(Saved entries)
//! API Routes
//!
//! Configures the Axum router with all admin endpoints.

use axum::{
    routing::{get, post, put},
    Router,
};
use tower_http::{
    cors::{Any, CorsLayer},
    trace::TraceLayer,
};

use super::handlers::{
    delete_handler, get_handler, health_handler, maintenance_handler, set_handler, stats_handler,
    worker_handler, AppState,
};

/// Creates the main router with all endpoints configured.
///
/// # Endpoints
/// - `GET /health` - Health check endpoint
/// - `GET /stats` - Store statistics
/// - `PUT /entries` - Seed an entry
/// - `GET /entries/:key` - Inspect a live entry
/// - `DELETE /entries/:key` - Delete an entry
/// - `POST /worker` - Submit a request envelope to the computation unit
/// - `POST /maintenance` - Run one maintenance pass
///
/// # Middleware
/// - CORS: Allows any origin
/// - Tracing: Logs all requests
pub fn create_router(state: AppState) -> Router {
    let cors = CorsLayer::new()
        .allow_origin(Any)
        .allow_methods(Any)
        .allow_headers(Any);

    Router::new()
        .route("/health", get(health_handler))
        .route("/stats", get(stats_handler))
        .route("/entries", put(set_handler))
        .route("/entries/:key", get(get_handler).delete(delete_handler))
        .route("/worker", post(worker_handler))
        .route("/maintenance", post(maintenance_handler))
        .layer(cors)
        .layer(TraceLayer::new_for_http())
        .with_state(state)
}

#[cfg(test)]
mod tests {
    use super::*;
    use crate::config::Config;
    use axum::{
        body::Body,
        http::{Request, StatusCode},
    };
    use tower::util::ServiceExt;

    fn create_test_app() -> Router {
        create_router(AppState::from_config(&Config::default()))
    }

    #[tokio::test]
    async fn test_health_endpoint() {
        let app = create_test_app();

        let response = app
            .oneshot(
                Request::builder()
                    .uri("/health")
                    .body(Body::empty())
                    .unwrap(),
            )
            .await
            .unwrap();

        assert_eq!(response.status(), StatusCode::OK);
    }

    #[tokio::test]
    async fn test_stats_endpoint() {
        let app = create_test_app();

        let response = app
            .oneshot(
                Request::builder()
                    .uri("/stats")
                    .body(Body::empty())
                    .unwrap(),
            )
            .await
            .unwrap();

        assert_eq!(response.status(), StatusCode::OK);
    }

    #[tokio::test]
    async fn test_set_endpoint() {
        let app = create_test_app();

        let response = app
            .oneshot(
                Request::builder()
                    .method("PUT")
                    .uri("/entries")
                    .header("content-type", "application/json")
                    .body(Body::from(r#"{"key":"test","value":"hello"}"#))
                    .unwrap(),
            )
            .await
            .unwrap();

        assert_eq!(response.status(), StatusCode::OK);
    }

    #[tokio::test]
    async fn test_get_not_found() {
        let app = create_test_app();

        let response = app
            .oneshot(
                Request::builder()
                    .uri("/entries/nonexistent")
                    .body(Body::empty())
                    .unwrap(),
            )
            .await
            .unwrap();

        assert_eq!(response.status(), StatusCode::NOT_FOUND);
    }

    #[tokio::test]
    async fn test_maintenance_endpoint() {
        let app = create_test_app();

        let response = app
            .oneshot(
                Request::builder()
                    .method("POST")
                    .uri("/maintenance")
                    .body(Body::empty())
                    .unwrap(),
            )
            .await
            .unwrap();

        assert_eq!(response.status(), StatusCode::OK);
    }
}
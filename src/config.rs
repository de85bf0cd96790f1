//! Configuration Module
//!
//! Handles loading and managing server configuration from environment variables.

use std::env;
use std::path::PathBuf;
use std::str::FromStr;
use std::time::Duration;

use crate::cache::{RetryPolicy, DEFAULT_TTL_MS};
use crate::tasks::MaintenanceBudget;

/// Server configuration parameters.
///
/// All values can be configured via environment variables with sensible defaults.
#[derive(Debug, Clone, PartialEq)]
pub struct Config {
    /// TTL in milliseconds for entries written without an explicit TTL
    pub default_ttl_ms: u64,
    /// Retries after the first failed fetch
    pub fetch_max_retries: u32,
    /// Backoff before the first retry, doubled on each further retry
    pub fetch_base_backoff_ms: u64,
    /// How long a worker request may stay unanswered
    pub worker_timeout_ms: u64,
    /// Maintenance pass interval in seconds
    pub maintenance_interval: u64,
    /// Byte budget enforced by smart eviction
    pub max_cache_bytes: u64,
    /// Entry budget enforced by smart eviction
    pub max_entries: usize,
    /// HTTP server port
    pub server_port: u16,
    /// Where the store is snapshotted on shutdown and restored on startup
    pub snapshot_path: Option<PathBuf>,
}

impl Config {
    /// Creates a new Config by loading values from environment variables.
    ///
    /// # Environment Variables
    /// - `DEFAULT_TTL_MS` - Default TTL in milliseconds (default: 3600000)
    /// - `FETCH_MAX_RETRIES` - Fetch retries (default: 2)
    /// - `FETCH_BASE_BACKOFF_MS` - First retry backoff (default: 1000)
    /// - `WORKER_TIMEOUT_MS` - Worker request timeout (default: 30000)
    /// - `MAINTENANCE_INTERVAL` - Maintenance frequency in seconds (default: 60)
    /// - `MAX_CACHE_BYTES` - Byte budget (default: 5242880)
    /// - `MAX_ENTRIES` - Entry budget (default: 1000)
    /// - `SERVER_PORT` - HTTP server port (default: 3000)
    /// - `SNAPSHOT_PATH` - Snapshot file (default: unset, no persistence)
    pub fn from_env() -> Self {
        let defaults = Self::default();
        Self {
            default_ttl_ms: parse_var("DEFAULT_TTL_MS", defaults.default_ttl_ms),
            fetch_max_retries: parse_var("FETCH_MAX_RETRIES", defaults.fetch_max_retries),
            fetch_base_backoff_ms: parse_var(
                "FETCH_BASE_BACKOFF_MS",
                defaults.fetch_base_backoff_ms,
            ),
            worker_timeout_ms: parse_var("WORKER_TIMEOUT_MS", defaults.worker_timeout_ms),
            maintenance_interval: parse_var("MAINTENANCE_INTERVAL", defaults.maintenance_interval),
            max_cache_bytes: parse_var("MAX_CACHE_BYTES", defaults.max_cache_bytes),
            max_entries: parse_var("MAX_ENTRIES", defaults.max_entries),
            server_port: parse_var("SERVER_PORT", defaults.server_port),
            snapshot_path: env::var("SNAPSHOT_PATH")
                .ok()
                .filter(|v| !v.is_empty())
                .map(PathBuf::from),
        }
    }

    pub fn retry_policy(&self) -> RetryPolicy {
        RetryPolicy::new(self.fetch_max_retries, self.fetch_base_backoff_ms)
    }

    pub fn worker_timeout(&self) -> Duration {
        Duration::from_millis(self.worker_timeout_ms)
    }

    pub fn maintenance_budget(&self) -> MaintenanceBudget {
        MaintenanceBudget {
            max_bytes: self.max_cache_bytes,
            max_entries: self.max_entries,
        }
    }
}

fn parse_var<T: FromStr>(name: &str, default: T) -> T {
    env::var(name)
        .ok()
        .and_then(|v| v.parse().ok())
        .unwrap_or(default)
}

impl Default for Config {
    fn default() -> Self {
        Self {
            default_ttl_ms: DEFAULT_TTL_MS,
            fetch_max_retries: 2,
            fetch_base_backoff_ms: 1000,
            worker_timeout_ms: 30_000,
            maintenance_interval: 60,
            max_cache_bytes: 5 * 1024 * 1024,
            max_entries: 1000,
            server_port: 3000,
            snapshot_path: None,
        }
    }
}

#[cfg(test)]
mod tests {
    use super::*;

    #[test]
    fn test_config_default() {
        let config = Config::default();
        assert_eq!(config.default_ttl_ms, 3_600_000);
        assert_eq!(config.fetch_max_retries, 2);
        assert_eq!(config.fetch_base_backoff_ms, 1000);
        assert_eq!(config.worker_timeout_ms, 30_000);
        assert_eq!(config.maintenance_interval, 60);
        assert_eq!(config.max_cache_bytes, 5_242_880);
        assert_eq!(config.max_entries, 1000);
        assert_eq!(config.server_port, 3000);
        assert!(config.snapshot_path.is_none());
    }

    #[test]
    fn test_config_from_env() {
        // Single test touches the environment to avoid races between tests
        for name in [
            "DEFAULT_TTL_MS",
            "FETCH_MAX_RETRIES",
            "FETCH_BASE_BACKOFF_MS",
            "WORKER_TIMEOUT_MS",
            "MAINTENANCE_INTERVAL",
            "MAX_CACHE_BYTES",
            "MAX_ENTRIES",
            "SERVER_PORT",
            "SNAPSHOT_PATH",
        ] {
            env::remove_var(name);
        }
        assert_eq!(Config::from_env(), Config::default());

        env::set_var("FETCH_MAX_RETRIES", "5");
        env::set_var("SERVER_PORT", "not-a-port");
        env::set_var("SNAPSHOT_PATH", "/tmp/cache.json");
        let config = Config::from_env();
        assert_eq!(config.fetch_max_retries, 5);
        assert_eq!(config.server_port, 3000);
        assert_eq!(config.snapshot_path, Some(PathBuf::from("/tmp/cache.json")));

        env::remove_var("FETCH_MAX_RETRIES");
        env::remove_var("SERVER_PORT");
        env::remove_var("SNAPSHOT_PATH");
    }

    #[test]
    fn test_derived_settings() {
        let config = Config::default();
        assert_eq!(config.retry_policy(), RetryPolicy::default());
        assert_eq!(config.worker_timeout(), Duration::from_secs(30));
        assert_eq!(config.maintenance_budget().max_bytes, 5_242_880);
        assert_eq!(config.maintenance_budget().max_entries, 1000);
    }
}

▶ [TASK GOAL]: Report every line in the data that holds "CorsLayer", copying each one.

▶ [EXERCISE OUTPUT]:
    cors::{Any, CorsLayer},
    let cors = CorsLayer::new()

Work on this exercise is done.